Functional Validation and Network-Based Prioritization of Key Transcriptional Factors of Diabetic Kidney Disease

Poster by Ikhlak Ahmed (Sidra Medicine), Mubarak Ziab (Sidra Medicine), Sahar Da’as (Sidra Medicine, Hamad Bin Khalifa University), Waseem Hasan (Sidra Medicine), Sujitha P. Jeya (Sidra Medicine), Elbay Aliyev (Sidra Medicine), Sabah Nisar (Sidra Medicine), Ajaz A. Bhat (Sidra Medicine), Khalid Fakhro (Sidra Medicine, Hamad Bin Khalifa University, Weill Cornell Medicine College - Qatar), Ammira S. Alshabeeb Akil (Sidra Medicine)

Background: Diabetic nephropathy (DN) is one of the most established microvascular complications of diabetes and a key cause of end-stage renal disease. It is well established that gene susceptibility to DN plays a critical role in disease pathophysiology. Therefore, many genetic studies have been performed to categorize candidate genes in prominent diabetic cohorts, aiming to investigate DN pathogenesis and etiology.

Objective: The objective of this study is to identify critical transcriptional factors associated with diabetic nephropathy (DN) progression and validate their role in DN development using a hyperglycemic zebrafish model.

Methods: In this study, we performed a meta-analysis on the expression profiles of GSE1009, GSE30122, GSE96804, GSE99340, GSE104948, GSE104954, and GSE111154 to identify critical transcriptional factors associated with DN progression. The analysis was conducted for all individual datasets for each kidney tissue (glomerulus, tubules, and kidney cortex).

Results: We identified distinct clusters of susceptibility genes that were dysregulated in a renal compartment- specific pattern. Further, we recognized a small but a closely connected set of these susceptibility genes enriched for podocyte differentiation, several of which were characterized as genes encoding critical transcriptional factors (TFs) involved in DN development and podocyte function.

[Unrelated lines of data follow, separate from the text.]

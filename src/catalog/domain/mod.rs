pub mod attributes;
pub mod build_event;
pub mod build_snapshot;
pub mod catalog;
pub mod category;
pub mod component;
pub mod filter_criteria;

pub use attributes::{
    AttributeSet, CaseAttributes, ComponentAttributes, CoolerAttributes, CpuAttributes,
    GpuAttributes, MemoryAttributes, MotherboardAttributes, PsuAttributes, StorageAttributes,
    TextValue,
};
pub use build_event::BuildEvent;
pub use build_snapshot::BuildSnapshot;
pub use catalog::Catalog;
pub use category::{Category, FacetKind, FacetSpec};
pub use component::{ComponentId, ComponentRecord, Price};
pub use filter_criteria::{FilterCriteria, NumericRange};
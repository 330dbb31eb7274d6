use crate::application::dto::BrowseRequest;
use crate::application::read_models::{CatalogPageView, ComponentView, FacetsView};
use crate::catalog::domain::{Catalog, Category, FilterCriteria};
use crate::catalog::services::{CatalogFilter, CatalogSorter, Paginator};
use crate::ports::outbound::{CatalogSource, ProgressReporter};
use crate::shared::Result;

/// BrowseCatalogUseCase - one category page: filter, sort, paginate
///
/// # Type Parameters
/// * `S` - CatalogSource implementation
/// * `R` - ProgressReporter implementation
pub struct BrowseCatalogUseCase<S, R> {
    source: S,
    reporter: R,
}

impl<S, R> BrowseCatalogUseCase<S, R>
where
    S: CatalogSource,
    R: ProgressReporter,
{
    pub fn new(source: S, reporter: R) -> Self {
        Self { source, reporter }
    }

    pub async fn execute(&self, request: BrowseRequest) -> Result<CatalogPageView> {
        let catalog = self.load(request.category).await?;
        self.warn_unknown_fields(request.category, &request.criteria);

        let filter = CatalogFilter::new(&request.criteria);
        let mut matches = filter.apply(catalog.records());
        CatalogSorter::sort(&mut matches, request.sort);

        let page = Paginator::paginate(matches, request.page).map(ComponentView::from_record);
        tracing::debug!(
            category = %request.category,
            matched = page.total_items,
            page = page.page,
            "catalog page built"
        );

        Ok(CatalogPageView::new(
            request.category,
            catalog.len(),
            &request.criteria,
            request.sort,
            page,
        ))
    }

    /// Filterable fields of `category` with the values present in its catalog
    pub async fn facets(&self, category: Category) -> Result<FacetsView> {
        let catalog = self.load(category).await?;
        Ok(FacetsView::from_catalog(&catalog))
    }

    async fn load(&self, category: Category) -> Result<Catalog> {
        self.reporter.report(&format!(
            "📖 Loading {} catalog from {}",
            category.display_name(),
            self.source.describe()
        ));
        self.source.load_catalog(category).await
    }

    /// Unknown fields never fail a query; they match every record. Say so,
    /// since it is usually a typo.
    fn warn_unknown_fields(&self, category: Category, criteria: &FilterCriteria) {
        for field in criteria.referenced_fields() {
            if category.facet(field).is_none() {
                self.reporter.report_error(&format!(
                    "⚠️  Warning: '{}' is not a {} attribute; the filter matches every component.",
                    field,
                    category.display_name()
                ));
            }
        }
    }
}
/// Catalog and build core
///
/// Pure data types, filtering and the build accumulator. Nothing in here
/// performs I/O.
pub mod domain;
pub mod policies;
pub mod services;
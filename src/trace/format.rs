use std::path::Path;

/// The textual frame conventions the trace parser recognizes.
#[derive(Clone, Copy, Debug, PartialEq, Eq)]
pub enum LogFormat {
    /// `candump -l` style: `(1469941473.862385) can0 0C8#2A366C2B`.
    Candump,
    /// CRTD style: `123.456 R11 18F 01 02 03`.
    Crtd,
    /// GVRET/SavvyCAN CSV row: `Time Stamp,ID,Extended,Dir,Bus,LEN,D1,...`.
    Gvret,
    /// Vector ASC: `0.016728 1 17334410x Rx d 8 3E 42 03 00 39 00 03 01`.
    Asc,
}

/// Explicit parser configuration.
///
/// Carries the recognizer order used when the source name's extension is not
/// one of the known ones. Passing this explicitly (instead of a module-level
/// setting) keeps `trace::parse` referentially transparent and trivially
/// testable in parallel.
#[derive(Clone, Debug, PartialEq)]
pub struct ParserConfig {
    /// Recognizer order for unknown or absent extensions.
    pub fallback_order: Vec<LogFormat>,
}

impl Default for ParserConfig {
    fn default() -> Self {
        ParserConfig {
            fallback_order: vec![
                LogFormat::Asc,
                LogFormat::Candump,
                LogFormat::Crtd,
                LogFormat::Gvret,
            ],
        }
    }
}

/// Recognizer order for a source document.
///
/// Ordering is a **policy**, not an implementation detail: some line shapes
/// are structurally compatible subsets of others, and the first matching
/// recognizer wins. The policy is keyed off the source name's extension and
/// kept stable:
/// - `.log` → candump first (`[Candump, Crtd, Asc, Gvret]`);
/// - `.csv` → GVRET first (`[Gvret, Crtd, Candump, Asc]`);
/// - anything else → `config.fallback_order`.
pub fn order_for_source(source_name: &str, config: &ParserConfig) -> Vec<LogFormat> {
    let ext: Option<String> = Path::new(source_name)
        .extension()
        .and_then(|e| e.to_str())
        .map(|e| e.to_ascii_lowercase());

    match ext.as_deref() {
        Some("log") => vec![
            LogFormat::Candump,
            LogFormat::Crtd,
            LogFormat::Asc,
            LogFormat::Gvret,
        ],
        Some("csv") => vec![
            LogFormat::Gvret,
            LogFormat::Crtd,
            LogFormat::Candump,
            LogFormat::Asc,
        ],
        _ => config.fallback_order.clone(),
    }
}

#[cfg(test)]
mod tests {
    use super::*;

    #[test]
    fn log_extension_prefers_candump() {
        let order = order_for_source("capture.log", &ParserConfig::default());
        assert_eq!(order[0], LogFormat::Candump);
    }

    #[test]
    fn csv_extension_prefers_gvret() {
        let order = order_for_source("/tmp/export.CSV", &ParserConfig::default());
        assert_eq!(order[0], LogFormat::Gvret);
    }

    #[test]
    fn unknown_or_missing_extension_uses_fallback() {
        let cfg = ParserConfig::default();
        assert_eq!(order_for_source("trace.asc", &cfg), cfg.fallback_order);
        assert_eq!(order_for_source("trace", &cfg), cfg.fallback_order);
        assert_eq!(order_for_source("", &cfg), cfg.fallback_order);
    }

    #[test]
    fn fallback_order_is_caller_controlled() {
        let cfg = ParserConfig {
            fallback_order: vec![LogFormat::Crtd],
        };
        assert_eq!(order_for_source("trace.bin", &cfg), vec![LogFormat::Crtd]);
    }

    #[test]
    fn extension_comes_from_the_file_name_not_the_path() {
        let cfg = ParserConfig::default();
        // a dot in a directory name must not be mistaken for an extension
        let order = order_for_source("/data/session.d/capture", &cfg);
        assert_eq!(order, cfg.fallback_order);
    }
}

To validate the role of identified TFs in DN progression, we functionally validated the three main TFs (DACH1, LMX1B, and WT1) identified through differential gene expression and network analysis using the hyperglycemic zebrafish model. We report that hyperglycemia-induced altered gene expression of the key TF genes leads to morphological abnormalities in zebrafish glomeruli, pronephric tubules, proximal and distal ducts.

Conclusion: This study demonstrated that altered expression of these TF genes could be associated with hyperglycemia-induced nephropathy and, thus, aids in understanding the molecular drivers, essential genes, and pathways that trigger DN initiation and development.